§ **Exercise prompt**
Go through the entries below. Copy each line in which "Some" appears.

Supplied data START

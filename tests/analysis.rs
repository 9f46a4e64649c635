//! End-to-end tests of the binding analyses.
//!
//! Each test lowers a small Python function by hand into a control flow graph
//! through the public builder API, then checks the liveness, definedness and
//! phi answers a code generator would ask for.

use bindscope::{
    analysis::{
        analyze_functions, compute_liveness_info, compute_required_phis, dataflow::MeetSemiLattice,
        DefinednessAnalysis, DefinitionLevel, FunctionAnalysis, FunctionUnit, LiveNames,
    },
    ast::{Alias, Arguments, Expr, Stmt},
    cfg::{BlockId, CfgBlock, CfgBuilder, ControlFlowGraph, ValidationConfig},
    scope::{DeclaredGlobals, LocalOnly},
    Error, Result,
};

fn assign(name: &str) -> Stmt {
    Stmt::assign(Expr::name(name), Expr::int(1))
}

fn read(name: &str) -> Stmt {
    Stmt::expr(Expr::name(name))
}

/// B0 assigns `x` and branches to B1 (assigns `y`) and B2; both flow into B3,
/// which falls through to B4 holding `tail`.
fn branch_and_join(tail: Vec<Stmt>) -> Result<ControlFlowGraph> {
    let mut builder = CfgBuilder::new();
    let b0 = builder.add_block_with(vec![assign("x")]);
    let b1 = builder.add_block_with(vec![assign("y")]);
    let b2 = builder.add_block();
    let b3 = builder.add_block();
    let b4 = builder.add_block_with(tail);
    builder.push(b0, Stmt::branch(Expr::name("c"), b1, b2));
    builder.push(b1, Stmt::jump(b3)).push(b2, Stmt::jump(b3));
    builder
        .add_edge(b0, b1)
        .add_edge(b0, b2)
        .add_edge(b1, b3)
        .add_edge(b2, b3)
        .add_edge(b3, b4);
    builder.build()
}

#[test]
fn test_branch_join_scenario() -> Result<()> {
    let cfg = branch_and_join(vec![Stmt::ret(Some(Expr::name("y")))])?;
    let args = Arguments::positional(["c"]);
    let liveness = compute_liveness_info(&cfg);
    let phis = compute_required_phis(&args, &cfg, &liveness, &LocalOnly);

    let b3 = BlockId::new(3);
    let definedness = phis.definedness();
    assert_eq!(definedness.is_defined_at("x", b3), DefinitionLevel::Defined);
    assert_eq!(
        definedness.is_defined_at("y", b3),
        DefinitionLevel::PotentiallyDefined
    );
    assert_eq!(definedness.is_defined_at("c", b3), DefinitionLevel::Defined);

    assert!(phis.is_required("y", b3));
    assert!(!phis.is_required("x", b3));
    assert!(!phis.is_required("c", b3));

    assert!(phis.is_potentially_undefined_after("y", BlockId::new(2)));
    assert!(!phis.is_potentially_undefined_after("x", BlockId::new(2)));
    Ok(())
}

#[test]
fn test_phi_for_both_names_when_both_read() -> Result<()> {
    let cfg = branch_and_join(vec![Stmt::ret(Some(Expr::add(
        Expr::name("x"),
        Expr::name("y"),
    )))])?;
    let liveness = compute_liveness_info(&cfg);
    let phis = compute_required_phis(&Arguments::default(), &cfg, &liveness, &LocalOnly);

    let required: Vec<&str> = phis
        .required_phis(BlockId::new(3))
        .expect("b3 is a merge block")
        .iter()
        .map(String::as_str)
        .collect();
    assert_eq!(required, vec!["x", "y"]);
    assert_eq!(
        phis.get_all_required_after(BlockId::new(1)),
        phis.get_all_required_after(BlockId::new(2))
    );
    Ok(())
}

#[test]
fn test_never_assigned_name_is_undefined_everywhere() -> Result<()> {
    let cfg = branch_and_join(vec![read("print")])?;
    let definedness = DefinednessAnalysis::new(&Arguments::default(), &cfg, &LocalOnly);

    for block in cfg.blocks() {
        assert_eq!(
            definedness.is_defined_at("print", block.id),
            DefinitionLevel::Undefined
        );
        assert_eq!(
            definedness.is_defined_at_end("print", block.id),
            DefinitionLevel::Undefined
        );
    }
    Ok(())
}

#[test]
fn test_all_parameter_kinds_defined_at_entry() -> Result<()> {
    let mut builder = CfgBuilder::new();
    builder.add_block_with(vec![Stmt::ret(None)]);
    let cfg = builder.build()?;

    let args = Arguments::positional(["a", "b"])
        .with_vararg("rest")
        .with_kwarg("options");
    let definedness = DefinednessAnalysis::new(&args, &cfg, &LocalOnly);

    for name in ["a", "b", "rest", "options"] {
        assert_eq!(
            definedness.is_defined_at(name, cfg.entry()),
            DefinitionLevel::Defined,
            "{name}"
        );
    }
    Ok(())
}

#[test]
fn test_exit_blocks_have_nothing_live() -> Result<()> {
    let cfg = branch_and_join(vec![read("x")])?;
    let liveness = compute_liveness_info(&cfg);
    for &exit in cfg.exits() {
        assert!(!liveness.is_live_at_end("x", exit));
        assert!(!liveness.is_live_at_end("y", exit));
    }
    Ok(())
}

#[test]
fn test_required_after_false_at_branch_points() -> Result<()> {
    let cfg = branch_and_join(vec![read("y")])?;
    let liveness = compute_liveness_info(&cfg);
    let phis = compute_required_phis(&Arguments::default(), &cfg, &liveness, &LocalOnly);

    for block in cfg.blocks().iter().filter(|b| b.successors.len() > 1) {
        assert!(!phis.is_required_after("y", block.id));
        assert!(!phis.is_required_after("x", block.id));
    }
    assert!(phis.is_required_after("y", BlockId::new(1)));
    Ok(())
}

#[test]
fn test_only_merge_blocks_hold_phis() -> Result<()> {
    let cfg = branch_and_join(vec![read("x"), read("y")])?;
    let liveness = compute_liveness_info(&cfg);
    let phis = compute_required_phis(&Arguments::default(), &cfg, &liveness, &LocalOnly);

    for block in cfg.blocks() {
        let recorded = phis.required_phis(block.id);
        if block.predecessors.len() < 2 {
            assert!(recorded.is_none(), "{} recorded phis", block.id);
        } else {
            let recorded = recorded.expect("merge block recorded");
            assert!(recorded.is_subset(phis.get_all_defined_at(block.id)));
        }
    }
    Ok(())
}

#[test]
fn test_definedness_is_deterministic() -> Result<()> {
    let cfg = branch_and_join(vec![read("y")])?;
    let args = Arguments::positional(["c"]);
    let first = DefinednessAnalysis::new(&args, &cfg, &LocalOnly);
    let second = DefinednessAnalysis::new(&args, &cfg, &LocalOnly);
    assert_eq!(first, second);
    Ok(())
}

#[test]
fn test_while_loop_with_conditional_binding() -> Result<()> {
    // def f(n):
    //     i = 0
    //     while i < n:
    //         if i:
    //             last = i
    //         i = i + 1
    //     return last
    let mut builder = CfgBuilder::new();
    let entry = builder.add_block_with(vec![assign("i")]);
    let header = builder.add_block();
    let test = builder.add_block();
    let bind = builder.add_block_with(vec![Stmt::assign(Expr::name("last"), Expr::name("i"))]);
    let step = builder.add_block_with(vec![Stmt::assign(
        Expr::name("i"),
        Expr::add(Expr::name("i"), Expr::int(1)),
    )]);
    let exit = builder.add_block_with(vec![Stmt::ret(Some(Expr::name("last")))]);
    builder.push(
        header,
        Stmt::branch(Expr::lt(Expr::name("i"), Expr::name("n")), test, exit),
    );
    builder.push(test, Stmt::branch(Expr::name("i"), bind, step));
    builder
        .add_edge(entry, header)
        .add_edge(header, test)
        .add_edge(header, exit)
        .add_edge(test, bind)
        .add_edge(test, step)
        .add_edge(bind, step)
        .add_edge(step, header);
    let cfg = builder.build()?;

    let unit = FunctionUnit::new("f", Arguments::positional(["n"]), cfg);
    let analysis = FunctionAnalysis::compute(&unit);
    let definedness = analysis.definedness();
    let phis = analysis.phis();

    assert_eq!(definedness.is_defined_at("i", header), DefinitionLevel::Defined);
    assert_eq!(
        definedness.is_defined_at("last", header),
        DefinitionLevel::PotentiallyDefined
    );
    assert_eq!(
        definedness.is_defined_at("last", exit),
        DefinitionLevel::PotentiallyDefined
    );
    assert_eq!(
        definedness.is_defined_at_end("last", bind),
        DefinitionLevel::Defined
    );

    assert!(phis.is_required("i", header));
    assert!(phis.is_required("last", header));
    assert!(phis.is_required("last", step));
    assert!(!phis.is_required("i", exit));
    assert!(phis.is_potentially_undefined_after("last", header));
    Ok(())
}

#[test]
fn test_imports_and_definitions_bind() -> Result<()> {
    // if c:
    //     import os.path
    //     from json import loads as parse
    //     def helper(): pass
    // use(os, parse, helper)
    let mut builder = CfgBuilder::new();
    let entry = builder.add_block();
    let then = builder.add_block_with(vec![
        Stmt::import(vec![Alias::new("os.path")]),
        Stmt::import_from("json", vec![Alias::renamed("loads", "parse")]),
        Stmt::function_def("helper", Arguments::default(), vec![Stmt::pass()]),
    ]);
    let join = builder.add_block_with(vec![Stmt::expr(Expr::call(
        Expr::name("use"),
        vec![Expr::name("os"), Expr::name("parse"), Expr::name("helper")],
    ))]);
    builder.add_edge(entry, then).add_edge(entry, join).add_edge(then, join);
    let cfg = builder.build()?;

    let liveness = compute_liveness_info(&cfg);
    let phis = compute_required_phis(&Arguments::default(), &cfg, &liveness, &LocalOnly);

    for name in ["os", "parse", "helper"] {
        assert!(phis.is_required(name, join), "{name}");
    }
    assert!(!phis.get_all_defined_at(join).contains("os.path"));
    assert!(!phis.get_all_defined_at(join).contains("loads"));
    Ok(())
}

#[test]
fn test_attribute_and_subscript_targets_do_not_bind() -> Result<()> {
    let mut builder = CfgBuilder::new();
    let entry = builder.add_block();
    let then = builder.add_block_with(vec![
        Stmt::assign(Expr::attribute(Expr::name("obj"), "field"), Expr::int(1)),
        Stmt::assign(
            Expr::subscript(Expr::name("items"), Expr::int(0)),
            Expr::int(2),
        ),
    ]);
    let join = builder.add_block_with(vec![read("obj"), read("items")]);
    builder.add_edge(entry, then).add_edge(entry, join).add_edge(then, join);
    let cfg = builder.build()?;

    let liveness = compute_liveness_info(&cfg);
    let phis = compute_required_phis(&Arguments::default(), &cfg, &liveness, &LocalOnly);

    assert!(phis.get_all_defined_at(join).is_empty());
    assert!(!phis.is_required("obj", join));
    assert!(liveness.is_live_at_end("obj", entry));
    Ok(())
}

#[test]
fn test_global_declarations_are_excluded() -> Result<()> {
    let mut builder = CfgBuilder::new();
    let entry = builder.add_block_with(vec![Stmt::global(["counter"])]);
    let then = builder.add_block_with(vec![assign("counter"), assign("local")]);
    let join = builder.add_block_with(vec![read("counter"), read("local")]);
    builder.add_edge(entry, then).add_edge(entry, join).add_edge(then, join);
    let cfg = builder.build()?;

    let scope = DeclaredGlobals::from_cfg(&cfg);
    let liveness = compute_liveness_info(&cfg);
    let phis = compute_required_phis(&Arguments::default(), &cfg, &liveness, &scope);

    assert!(!phis.is_required("counter", join));
    assert!(phis.is_required("local", join));

    let closure_scope = |name: &str| name == "local";
    let phis = compute_required_phis(&Arguments::default(), &cfg, &liveness, &closure_scope);
    assert!(phis.is_required("counter", join));
    assert!(!phis.is_required("local", join));
    Ok(())
}

#[test]
fn test_nested_bodies_are_separate_scopes() -> Result<()> {
    // def outer():
    //     def inner(): y = 1
    //     return y
    let mut builder = CfgBuilder::new();
    builder.add_block_with(vec![
        Stmt::function_def("inner", Arguments::default(), vec![assign("y")]),
        Stmt::ret(Some(Expr::name("y"))),
    ]);
    let cfg = builder.build()?;

    let definedness = DefinednessAnalysis::new(&Arguments::default(), &cfg, &LocalOnly);
    let entry = cfg.entry();
    assert_eq!(
        definedness.is_defined_at_end("inner", entry),
        DefinitionLevel::Defined
    );
    assert_eq!(
        definedness.is_defined_at_end("y", entry),
        DefinitionLevel::Undefined
    );
    Ok(())
}

#[test]
fn test_unreachable_block_does_not_weaken_merge() -> Result<()> {
    // b0 (x = 1) -> b2, b1 (dead, no binding) -> b2
    let mut builder = CfgBuilder::new();
    let b0 = builder.add_block_with(vec![assign("x")]);
    let b1 = builder.add_block();
    let b2 = builder.add_block_with(vec![read("x")]);
    builder.add_edge(b0, b2).add_edge(b1, b2);
    let cfg = builder.build()?;

    let definedness = DefinednessAnalysis::new(&Arguments::default(), &cfg, &LocalOnly);
    assert_eq!(definedness.is_defined_at("x", b2), DefinitionLevel::Defined);
    assert!(!definedness.state_at(b1).is_reached());
    Ok(())
}

#[test]
fn test_live_names_agree_with_queries() -> Result<()> {
    let cfg = branch_and_join(vec![read("x"), assign("y"), read("y")])?;
    let liveness = compute_liveness_info(&cfg);
    let results = LiveNames::new(&cfg).solve(&cfg);

    for block in cfg.blocks() {
        let live_out = results.out_state(block.id).expect("block exists");
        for name in ["c", "x", "y"] {
            assert_eq!(
                live_out.contains(name),
                liveness.is_live_at_end(name, block.id),
                "{name} at {}",
                block.id
            );
        }
    }
    Ok(())
}

#[test]
fn test_batch_matches_sequential() -> Result<()> {
    let units = vec![
        FunctionUnit::new("first", Arguments::default(), branch_and_join(vec![read("y")])?),
        FunctionUnit::new("second", Arguments::default(), branch_and_join(vec![read("x")])?)
            .with_scope(DeclaredGlobals::new(["x"])),
    ];

    let batch = analyze_functions(&units);
    for (unit, parallel) in units.iter().zip(&batch) {
        let sequential = FunctionAnalysis::compute(unit);
        assert_eq!(parallel.name(), unit.name);
        assert_eq!(parallel.definedness(), sequential.definedness());
        let merges: Vec<_> = parallel.phis().merge_blocks().collect();
        assert_eq!(merges, sequential.phis().merge_blocks().collect::<Vec<_>>());
    }

    assert!(batch[0].phis().is_required("y", BlockId::new(3)));
    assert!(!batch[1].phis().is_required("x", BlockId::new(3)));
    Ok(())
}

#[test]
fn test_graph_validation_errors() {
    assert!(matches!(ControlFlowGraph::from_blocks(Vec::new()), Err(Error::Empty)));

    // Successor without the mirrored predecessor.
    let mut b0 = CfgBlock::new(BlockId::new(0));
    b0.successors.push(BlockId::new(1));
    let b1 = CfgBlock::new(BlockId::new(1));
    assert!(matches!(
        ControlFlowGraph::from_blocks(vec![b0.clone(), b1.clone()]),
        Err(Error::GraphError(_))
    ));
    assert!(ControlFlowGraph::from_blocks_with_config(vec![b0, b1], ValidationConfig::disabled()).is_ok());

    // Every block in a cycle: no exit.
    let mut builder = CfgBuilder::new();
    let a = builder.add_block();
    let b = builder.add_block();
    builder.add_edge(a, b).add_edge(b, b);
    assert!(matches!(builder.build(), Err(Error::Malformed { .. })));
}

#[test]
fn test_states_meet_like_levels() {
    let left = DefinednessAnalysis::new(
        &Arguments::positional(["a"]),
        &branch_and_join(vec![]).expect("valid graph"),
        &LocalOnly,
    );
    let state = left.state_at_end(BlockId::new(1));
    assert_eq!(state.meet(state), state.clone());
    assert_eq!(state.level("y"), DefinitionLevel::Defined);
}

Supplied data END

§ **Output of the exercise**
    let cfg = branch_and_join(vec![Stmt::ret(Some(Expr::name("y")))])?;
    let cfg = branch_and_join(vec![Stmt::ret(Some(Expr::add(
    let exit = builder.add_block_with(vec![Stmt::ret(Some(Expr::name("last")))]);
        Stmt::ret(Some(Expr::name("y"))),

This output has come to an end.